[[ DATA TO EXAMINE, beginning ]]

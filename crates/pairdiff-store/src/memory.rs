use std::collections::HashMap;
use std::sync::{Arc, Mutex, RwLock};

use tracing::debug;

use crate::error::{StoreError, StoreResult};
use crate::record::PayloadRecord;
use crate::traits::SideStore;

type Slot = Arc<Mutex<PayloadRecord>>;

/// In-memory, HashMap-based side store.
///
/// The outer `RwLock` only guards the id-to-slot index and is held just long
/// enough to find or create a slot. Each slot carries its own `Mutex`, so
/// work on one identifier never serializes work on another.
pub struct InMemorySideStore {
    records: RwLock<HashMap<String, Slot>>,
}

impl InMemorySideStore {
    /// Create a new empty store.
    pub fn new() -> Self {
        Self {
            records: RwLock::new(HashMap::new()),
        }
    }

    /// Number of identifiers with a record.
    pub fn len(&self) -> usize {
        self.records.read().map(|map| map.len()).unwrap_or(0)
    }

    /// Returns `true` if no identifier has a record.
    pub fn is_empty(&self) -> bool {
        self.len() == 0
    }

    /// Sorted list of all identifiers with a record.
    pub fn ids(&self) -> StoreResult<Vec<String>> {
        let map = self
            .records
            .read()
            .map_err(|_| StoreError::LockPoisoned("record index"))?;
        let mut ids: Vec<String> = map.keys().cloned().collect();
        ids.sort();
        Ok(ids)
    }

    /// Remove every record.
    pub fn clear(&self) -> StoreResult<()> {
        self.records
            .write()
            .map_err(|_| StoreError::LockPoisoned("record index"))?
            .clear();
        Ok(())
    }

    fn existing_slot(&self, id: &str) -> StoreResult<Option<Slot>> {
        let map = self
            .records
            .read()
            .map_err(|_| StoreError::LockPoisoned("record index"))?;
        Ok(map.get(id).map(Arc::clone))
    }

    fn slot(&self, id: &str) -> StoreResult<Slot> {
        if let Some(slot) = self.existing_slot(id)? {
            return Ok(slot);
        }
        let mut map = self
            .records
            .write()
            .map_err(|_| StoreError::LockPoisoned("record index"))?;
        let slot = map.entry(id.to_owned()).or_insert_with(|| {
            debug!(id, "creating payload record");
            Slot::default()
        });
        Ok(Arc::clone(slot))
    }
}

impl Default for InMemorySideStore {
    fn default() -> Self {
        Self::new()
    }
}

impl SideStore for InMemorySideStore {
    fn with_record<R>(&self, id: &str, f: impl FnOnce(&mut PayloadRecord) -> R) -> StoreResult<R> {
        let slot = self.slot(id)?;
        let mut record = slot
            .lock()
            .map_err(|_| StoreError::LockPoisoned("payload record"))?;
        Ok(f(&mut record))
    }

    fn inspect_record<R>(
        &self,
        id: &str,
        f: impl FnOnce(&PayloadRecord) -> R,
    ) -> StoreResult<Option<R>> {
        let Some(slot) = self.existing_slot(id)? else {
            return Ok(None);
        };
        let record = slot
            .lock()
            .map_err(|_| StoreError::LockPoisoned("payload record"))?;
        Ok(Some(f(&record)))
    }
}

impl std::fmt::Debug for InMemorySideStore {
    fn fmt(&self, f: &mut std::fmt::Formatter<'_>) -> std::fmt::Result {
        f.debug_struct("InMemorySideStore")
            .field("record_count", &self.len())
            .finish()
    }
}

[[ DATA TO EXAMINE, end ]]

* TASK DIRECTIONS: Look through the entries above. Copy out every line holding the word "identifiers".

* RESPONSE TO THIS EXERCISE:
    /// Number of identifiers with a record.
    /// Sorted list of all identifiers with a record.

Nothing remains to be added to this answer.